IMPORTANT NOTICE

FOR DISTRIBUTION ONLY OUTSIDE THE UNITED STATES TO PERSONS OTHER THAN "U.S. PERSONS" (AS DEFINED IN REGULATION S OF THE UNITED STATES SECURITIES ACT OF 1933, AS AMENDED (THE "SECURITIES ACT")). NOT FOR RELEASE, PUBLICATION OR DISTRIBUTION IN OR INTO, OR TO ANY PERSON LOCATED OR RESIDENT IN, ANY OTHER JURISDICTION WHERE IT IS UNLAWFUL TO RELEASE, PUBLISH OR DISTRIBUTE THIS DOCUMENT.

The attached Consent Solicitation Memorandum (the "Consent Solicitation Memorandum") is made available by Coro Energy plc (the "Issuer") to all holders of the Notes (as defined below), subject to each such holder providing a confirmation to the Issuer that such holder is not a U.S. person (as defined in Regulation S under the Securities Act), and is not acting for the account or benefit of any U.S. person, and that such holder is not located or resident in the United States. Only holders who have provided such confirmation are authorised to receive or review the Consent Solicitation Memorandum or to participate in the Consent Solicitation (as defined in the Consent Solicitation Memorandum) made thereby.

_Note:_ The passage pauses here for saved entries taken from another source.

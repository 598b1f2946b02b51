//! Shell completions generation.
//!
//! Generates shell completion scripts for bash, zsh, fish, PowerShell and elvish.

use clap::CommandFactory;
use clap_complete::Shell;

use crate::cli::args::Cli;
use crate::error::PomoError;

/// Generate the completion script for `shell`.
///
/// # Errors
///
/// Returns an error if the generated script is not valid UTF-8.
pub fn completions(shell: Shell) -> Result<String, PomoError> {
    let mut cmd = Cli::command();
    let mut buf = Vec::new();
    clap_complete::generate(shell, &mut cmd, "pomo", &mut buf);
    String::from_utf8(buf)
        .map_err(|e| PomoError::InvalidArgument(format!("completion script is not UTF-8: {e}")))
}

#[cfg(test)]
mod tests {
    use super::*;

    #[test]
    fn test_bash_completions_mention_commands() {
        let script = completions(Shell::Bash).unwrap();
        assert!(script.contains("pomo"));
        assert!(script.contains("simulate"));
    }
}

NOTHING IN THE CONSENT SOLICITATION MEMORANDUM OR THE ELECTRONIC TRANSMISSION THEREOF CONSTITUTES OR CONTEMPLATES AN OFFER OF, AN OFFER TO PURCHASE OR THE SOLICITATION OF AN OFFER TO SELL SECURITIES IN THE UNITED STATES OR ANY OTHER JURISDICTION. THE NOTES (AS DEFINED BELOW) HAVE NOT BEEN, AND WILL NOT BE, REGISTERED UNDER THE SECURITIES ACT, OR THE SECURITIES LAWS OF ANY STATE OR OTHER JURISDICTION OF THE UNITED STATES, AND THE NOTES MAY, NOT BE OFFERED, SOLD OR DELIVERED, DIRECTLY OR INDIRECTLY, WITHIN THE UNITED STATES OR TO, OR FOR THE ACCOUNT OR BENEFIT OF, U.S. PERSONS (AS DEFINED IN REGULATION S UNDER THE SECURITIES ACT) EXCEPT PURSUANT TO AN EXEMPTION FROM, OR IN A TRANSACTION NOT SUBJECT TO, THE REGISTRATION REQUIREMENTS OF THE SECURITIES ACT AND APPLICABLE STATE OR LOCAL SECURITIES LAWS.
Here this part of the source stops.